NASHVILLE, Tenn. (WTVF) — Hundreds of people took part in a protest with a prayer worship service in Public Square Park on Sunday afternoon.
The "Let Us Worship" service was led by a group that travels the country saying that the church will not be silenced.
"We travel from city to city leading worship. After the pandemic, people are locked down, churches are closed," said Charles Karuku with International Outreach Chruch. "This gives people an opportunity to come out and worship God in an atmosphere like this."
The movement was created by Sean Feucht, a California religious leader, who said the freedom to worship has come under attack because churches have closed amid the ongoing health crisis.
The group has held similar events in other cities including Atlanta and Charleston, South Carolina. Upcoming events are planned in Kansas City, Pittsburgh, and Washington D.C.
On Monday morning, the Metro Public Health Department said it would be investigating the event, in which attendees were largely mask-less. MPHD said event organizers did not submit an application for a gathering of its size.
Under Metro's phase three restrictions, gatherings of up to 500 people can be held, but only with an approved safety plan.
Below is the full statement from MPHD:
"The Metro Public Health Department is working with other Metro Departments to investigate the event that took place Sunday in front of the Metro Courthouse. The event organizer did not submit an application to the Health Department or permit application to any Metro department. We have worked very hard to slow the spread of COVID by taking a measured approach to protect the community. The Health Department is very concerned by the actions that took place at the event and we are investigating and will pursue appropriate penalties against the organizer."
Interim Metro Nashville Police Chief John Drake released the following statement Monday afternoon:
At a time when Nashville has been making real progress at controlling the spread of the coronavirus, I am greatly disappointed that the organizer of Sunday’s event and those in attendance did not better prioritize their health and the health of others through social distancing and the wearing of face coverings. Personal responsibility is a necessity regardless of the purpose for a public event.
The organizers of Sunday’s religious event did not have any advance communication with the MNPD, and the police department was not present. Going forward, the police department will work with its Metro government partners, including the Health Department, to more effectively facilitate proactive contact with any future event organizers to explain Nashville’s public health and safety expectations. We are also reviewing Sunday’s event along with the Metro Health Department.
Dr. David Aronoff, an infectious disease expert at Vanderbilt University Medical center called the event "irresponsible."

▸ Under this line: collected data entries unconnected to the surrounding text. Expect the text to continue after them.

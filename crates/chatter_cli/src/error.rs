use std::{io, path::PathBuf};

pub(crate) type Result<T> = std::result::Result<T, Error>;

/// CLI Error types
#[derive(Debug, thiserror::Error)]
pub(crate) enum Error {
    #[error("Unable to read config file {}: {error}", .path.display())]
    ReadConfig { path: PathBuf, error: io::Error },

    #[error("Invalid config file: {0}")]
    Toml(#[from] toml::de::Error),

    #[error("Unable to serialize config: {0}")]
    TomlSerialize(#[from] toml::ser::Error),

    #[error("Missing configuration value `{0}`")]
    MissingConfig(&'static str),

    #[error("Environment variable `{0}` is not set")]
    MissingEnv(String),

    #[error("Relay error: {0}")]
    Relay(#[from] chatter_relay::Error),

    #[error(transparent)]
    Consumer(#[from] chatter_consumer::Error),

    #[error("IO error: {0}")]
    Io(#[from] io::Error),
}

"When we see pictures from large groups not wearing face masks, being crowded together, and singing or shouting, that really isn't prudent right now, and is contributing to this pandemic," said Dr. Aronoff.
He recommended anyone who attended the rally get tested for COVID-19 in the next five to 10 days.
"If you were at that event, you should lay low and stay home and wear a face covering," said Dr. Aronoff. "Also, keep your distance from others and maintain good hand hygiene."
While the event was held outdoors, Dr. Aronoff said with a large number of people singing and shouting without masks, there are concerns about the virus spreading.
"In the future, I would like to see this group take precautions that will help protect people who attend their events, and their families."